Subsequent developments were mainly technical improvements, notably those that reduced the time needed for an exposure and by the 1870s made possible split-second photographs of figures in motion (15,58). Meanwhile there had been much controversy as to whether photography should or could be considered an art (see p. 674). Until the mid-century photographs were occasionally hung among lithographs in official exhibitions of art. After that they were excluded and shown only in specialized exhibitions. At about the same time, selfconsciously artistic photographers began to select subjects similar to those of painters, concentrating on softly focused images of motionless figures and scenes. Sometimes the results might almost be mistaken for photographs of paintings. Blessed Art Thou Among Women (0,6) by the American photographer Gertrude Kasebier (1851-1934), for example, ranks with several notable paintings among the most compelling images of its period. Developments in the science of photography were exploited mainly by documentary photographers whose shots of street scenes (15,59) are considered nowadays to be among the finest photographs ever taken but were regarded at the time simply as photo-records, certainly not as works of art.

The cult of the unique art object led some photographers to reject the possibility of making innumerable prints from a single negative and to issue limited editions, each print being numbered and signed and slightly different from the others as a result of manipulation in the dark room.
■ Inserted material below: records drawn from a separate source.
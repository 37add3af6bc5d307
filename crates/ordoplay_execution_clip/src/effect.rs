// SPDX-License-Identifier: MIT OR Apache-2.0
//! Effects and the effect registry.
//!
//! Concrete effects live outside this crate. The host registers a factory per
//! effect type tag at startup; clips then create default instances by tag.

use crate::trigger::EffectApplyKind;
use indexmap::IndexMap;
use std::any::Any;
use std::fmt;

/// Receiver of applied effects, implemented by the host
pub trait EffectTarget {
    /// Receive one effect; downcast through [`ClipEffect::as_any`] for its data
    fn receive(&mut self, effect: &dyn ClipEffect);
}

/// A unit of gameplay consequence attached to a clip
pub trait ClipEffect: fmt::Debug + Send + Sync + 'static {
    /// Registry type tag
    fn type_tag(&self) -> &str;

    /// Whether the effect is applied when the clip fires
    fn is_enabled(&self) -> bool;

    /// Enable or disable the effect
    fn set_enabled(&mut self, enabled: bool);

    /// Apply the effect to a target
    fn apply(&self, target: &mut dyn EffectTarget);

    /// Access the concrete effect
    fn as_any(&self) -> &dyn Any;

    /// Clone into a new box
    fn clone_effect(&self) -> Box<dyn ClipEffect>;
}

impl Clone for Box<dyn ClipEffect> {
    fn clone(&self) -> Self {
        self.clone_effect()
    }
}

/// Registration entry for an effect type
#[derive(Debug, Clone)]
pub struct EffectInfo {
    /// Unique type tag
    pub type_tag: &'static str,
    /// Name shown by authoring tools
    pub display_name: &'static str,
    /// Sort key for listings
    pub order: i32,
    /// Factory for a default instance
    pub create_default: fn() -> Box<dyn ClipEffect>,
}

/// Explicit table of effect factories, keyed by type tag
#[derive(Debug, Clone, Default)]
pub struct EffectRegistry {
    types: IndexMap<&'static str, EffectInfo>,
}

impl EffectRegistry {
    /// Create an empty registry
    pub fn new() -> Self {
        Self::default()
    }

    /// Register an effect type, replacing any entry with the same tag
    pub fn register(&mut self, info: EffectInfo) {
        if self.types.insert(info.type_tag, info).is_some() {
            tracing::debug!("Replaced effect registration");
        }
    }

    /// Builder-style registration
    pub fn with(mut self, info: EffectInfo) -> Self {
        self.register(info);
        self
    }

    /// Get an entry by tag
    pub fn get(&self, type_tag: &str) -> Option<&EffectInfo> {
        self.types.get(type_tag)
    }

    /// Whether a tag is registered
    pub fn contains(&self, type_tag: &str) -> bool {
        self.types.contains_key(type_tag)
    }

    /// Available `(type tag, order)` pairs, sorted by order then registration
    pub fn list_available(&self) -> Vec<(&'static str, i32)> {
        let mut available: Vec<_> = self.types.values().map(|info| (info.type_tag, info.order)).collect();
        available.sort_by_key(|(_, order)| *order);
        available
    }

    /// Create a default, enabled instance of a registered effect
    pub fn create(&self, type_tag: &str) -> Option<Box<dyn ClipEffect>> {
        let info = self.get(type_tag)?;
        let mut effect = (info.create_default)();
        effect.set_enabled(true);
        Some(effect)
    }

    /// Get registered type count
    pub fn len(&self) -> usize {
        self.types.len()
    }

    /// Whether nothing is registered
    pub fn is_empty(&self) -> bool {
        self.types.is_empty()
    }
}

/// Ordered effects of a clip; order is application order
#[derive(Debug, Clone, Default)]
pub struct EffectList {
    effects: Vec<Box<dyn ClipEffect>>,
}

impl EffectList {
    /// Create an empty list
    pub fn new() -> Self {
        Self::default()
    }

    /// Append an effect, returning its index
    pub fn push(&mut self, effect: Box<dyn ClipEffect>) -> usize {
        self.effects.push(effect);
        self.effects.len() - 1
    }

    /// Remove an effect by index
    pub fn remove(&mut self, index: usize) -> Option<Box<dyn ClipEffect>> {
        (index < self.effects.len()).then(|| self.effects.remove(index))
    }

    /// Get an effect by index
    pub fn get(&self, index: usize) -> Option<&dyn ClipEffect> {
        self.effects.get(index).map(Box::as_ref)
    }

    /// Get a mutable effect by index
    pub fn get_mut(&mut self, index: usize) -> Option<&mut Box<dyn ClipEffect>> {
        self.effects.get_mut(index)
    }

    /// Iterate in application order
    pub fn iter(&self) -> impl Iterator<Item = &dyn ClipEffect> {
        self.effects.iter().map(Box::as_ref)
    }

    /// Iterate enabled effects in application order
    pub fn enabled(&self) -> impl Iterator<Item = &dyn ClipEffect> {
        self.iter().filter(|e| e.is_enabled())
    }

    /// Get effect count
    pub fn len(&self) -> usize {
        self.effects.len()
    }

    /// Whether the list is empty
    pub fn is_empty(&self) -> bool {
        self.effects.is_empty()
    }

    /// Apply every enabled effect in order, returning how many were applied
    pub fn apply_enabled(&self, target: &mut dyn EffectTarget) -> usize {
        let mut applied = 0;
        for effect in self.enabled() {
            effect.apply(target);
            applied += 1;
        }
        applied
    }

    /// Apply the effects selected by an assign rule
    pub fn apply_selected(&self, kind: EffectApplyKind, target: &mut dyn EffectTarget) -> usize {
        match kind {
            EffectApplyKind::AllEffects => self.apply_enabled(target),
            EffectApplyKind::Single(index) => match self.get(index) {
                Some(effect) if effect.is_enabled() => {
                    effect.apply(target);
                    1
                }
                _ => 0,
            },
        }
    }
}

#[cfg(test)]
pub(crate) mod test_effects {
    //! Effects shared by unit tests.

    use super::*;

    #[derive(Debug, Clone, Default)]
    pub struct DamageEffect {
        pub enabled: bool,
        pub amount: f32,
    }

    impl ClipEffect for DamageEffect {
        fn type_tag(&self) -> &str {
            "Damage"
        }

        fn is_enabled(&self) -> bool {
            self.enabled
        }

        fn set_enabled(&mut self, enabled: bool) {
            self.enabled = enabled;
        }

        fn apply(&self, target: &mut dyn EffectTarget) {
            target.receive(self);
        }

        fn as_any(&self) -> &dyn Any {
            self
        }

        fn clone_effect(&self) -> Box<dyn ClipEffect> {
            Box::new(self.clone())
        }
    }

    #[derive(Debug, Clone, Default)]
    pub struct StunEffect {
        pub enabled: bool,
    }

    impl ClipEffect for StunEffect {
        fn type_tag(&self) -> &str {
            "Stun"
        }

        fn is_enabled(&self) -> bool {
            self.enabled
        }

        fn set_enabled(&mut self, enabled: bool) {
            self.enabled = enabled;
        }

        fn apply(&self, target: &mut dyn EffectTarget) {
            target.receive(self);
        }

        fn as_any(&self) -> &dyn Any {
            self
        }

        fn clone_effect(&self) -> Box<dyn ClipEffect> {
            Box::new(self.clone())
        }
    }

    /// Records received tags in order
    #[derive(Debug, Default)]
    pub struct Recorder(pub Vec<String>);

    impl EffectTarget for Recorder {
        fn receive(&mut self, effect: &dyn ClipEffect) {
            self.0.push(effect.type_tag().to_string());
        }
    }

    pub fn registry() -> EffectRegistry {
        EffectRegistry::new()
            .with(EffectInfo {
                type_tag: "Stun",
                display_name: "Stun",
                order: 2,
                create_default: || Box::new(StunEffect::default()),
            })
            .with(EffectInfo {
                type_tag: "Damage",
                display_name: "Damage",
                order: 1,
                create_default: || Box::new(DamageEffect { enabled: false, amount: 10.0 }),
            })
    }
}

#[cfg(test)]
mod tests {
    use super::test_effects::*;
    use super::*;

    #[test]
    fn test_list_available_sorted_by_order() {
        let registry = registry();
        assert_eq!(registry.list_available(), vec![("Damage", 1), ("Stun", 2)]);
    }

    #[test]
    fn test_create_enables_instance() {
        let registry = registry();
        let effect = registry.create("Damage").unwrap();
        assert!(effect.is_enabled());
        let damage = effect.as_any().downcast_ref::<DamageEffect>().unwrap();
        assert_eq!(damage.amount, 10.0);

        assert!(registry.create("Heal").is_none());
    }

    #[test]
    fn test_apply_in_order_skips_disabled() {
        let registry = registry();
        let mut list = EffectList::new();
        list.push(registry.create("Stun").unwrap());
        list.push(registry.create("Damage").unwrap());
        list.push(registry.create("Stun").unwrap());
        list.get_mut(2).unwrap().set_enabled(false);

        let mut recorder = Recorder::default();
        assert_eq!(list.apply_enabled(&mut recorder), 2);
        assert_eq!(recorder.0, vec!["Stun", "Damage"]);
    }

    #[test]
    fn test_apply_selected_single() {
        let registry = registry();
        let mut list = EffectList::new();
        list.push(registry.create("Stun").unwrap());
        list.push(registry.create("Damage").unwrap());

        let mut recorder = Recorder::default();
        assert_eq!(list.apply_selected(EffectApplyKind::Single(1), &mut recorder), 1);
        assert_eq!(list.apply_selected(EffectApplyKind::Single(9), &mut recorder), 0);
        assert_eq!(recorder.0, vec!["Damage"]);
    }

    #[test]
    fn test_remove_and_clone() {
        let registry = registry();
        let mut list = EffectList::new();
        list.push(registry.create("Stun").unwrap());
        list.push(registry.create("Damage").unwrap());

        let copy = list.clone();
        assert_eq!(list.remove(0).unwrap().type_tag(), "Stun");
        assert!(list.remove(5).is_none());
        assert_eq!(list.len(), 1);
        assert_eq!(copy.len(), 2);
    }
}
Although the process of color photography was perfected in the 1940s most of them continued, as some still do, to prefer monochrome. There is no more striking instance of unsynchronized and often contradictory developments in technology and art than that presented by the century-and-a-half history of photography. Despite the great achievements of so many photographers, it has only recently won widespread acceptance as a vehicle for artistic expression, with unique potentialities even when the very simplest equipment is used.